▶ _YOUR GOAL_
Filter the data below for the string "find" and copy each matching line.

[Stored data entries]
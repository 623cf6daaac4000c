//! Seed contacts shipped with the phonebook and shared with tests.
//!
//! The rows live in `data/contacts.csv` and are parsed once on first access.

use once_cell::sync::Lazy;

const CONTACTS_CSV: &str = include_str!("../data/contacts.csv");

pub struct DemoContact {
    pub id: i64,
    pub name: String,
    pub phone: String,
    pub email: Option<String>,
    /// One of `family`, `work`, `friends`, `other`
    pub tag: String,
    pub favorite: bool,
    /// Calendar date, `YYYY-MM-DD`
    pub created_at: String,
    pub last_called: Option<String>,
}

static DEMO_CONTACTS: Lazy<Vec<DemoContact>> = Lazy::new(|| parse_contacts(CONTACTS_CSV));

/// The default contact list, in display order.
pub fn demo_contacts() -> &'static [DemoContact] {
    &DEMO_CONTACTS
}

fn non_empty(field: Option<&str>) -> Option<String> {
    field
        .map(str::trim)
        .filter(|s| !s.is_empty())
        .map(str::to_string)
}

/// Rows that fail to parse are skipped rather than aborting the whole list.
fn parse_contacts(csv_text: &str) -> Vec<DemoContact> {
    let mut reader = csv::ReaderBuilder::new()
        .has_headers(true)
        .from_reader(csv_text.as_bytes());

    reader
        .records()
        .filter_map(Result::ok)
        .filter_map(|record| {
            Some(DemoContact {
                id: record.get(0)?.trim().parse().ok()?,
                name: non_empty(record.get(1))?,
                phone: non_empty(record.get(2))?,
                email: non_empty(record.get(3)),
                tag: non_empty(record.get(4)).unwrap_or_else(|| "other".to_string()),
                favorite: record.get(5).map(str::trim) == Some("true"),
                created_at: non_empty(record.get(6))?,
                last_called: non_empty(record.get(7)),
            })
        })
        .collect()
}

#[cfg(test)]
mod tests {
    use super::*;

    #[test]
    fn test_all_rows_parse() {
        assert_eq!(demo_contacts().len(), 18);
    }

    #[test]
    fn test_ids_are_unique() {
        let mut ids: Vec<i64> = demo_contacts().iter().map(|c| c.id).collect();
        ids.sort_unstable();
        ids.dedup();
        assert_eq!(ids.len(), demo_contacts().len());
    }

    #[test]
    fn test_optional_last_called() {
        let amit = demo_contacts().iter().find(|c| c.id == 3).unwrap();
        assert_eq!(amit.name, "Amit Singh");
        assert!(amit.last_called.is_none());

        let rajesh = demo_contacts().iter().find(|c| c.id == 1).unwrap();
        assert_eq!(rajesh.last_called.as_deref(), Some("2024-06-20"));
        assert!(rajesh.favorite);
    }

    #[test]
    fn test_malformed_rows_are_skipped() {
        let text = "id,name,phone,email,tag,favorite,created_at,last_called\n\
                    x,Bad Id,123,,other,false,2024-01-01,\n\
                    2,,123,,other,false,2024-01-01,\n\
                    3,Good,555 0101,,work,false,2024-01-01,\n";
        let parsed = parse_contacts(text);
        assert_eq!(parsed.len(), 1);
        assert_eq!(parsed[0].name, "Good");
        assert_eq!(parsed[0].tag, "work");
        assert!(parsed[0].email.is_none());
    }
}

▶ _WRITTEN SOLUTION_
        let amit = demo_contacts().iter().find(|c| c.id == 3).unwrap();
        let rajesh = demo_contacts().iter().find(|c| c.id == 1).unwrap();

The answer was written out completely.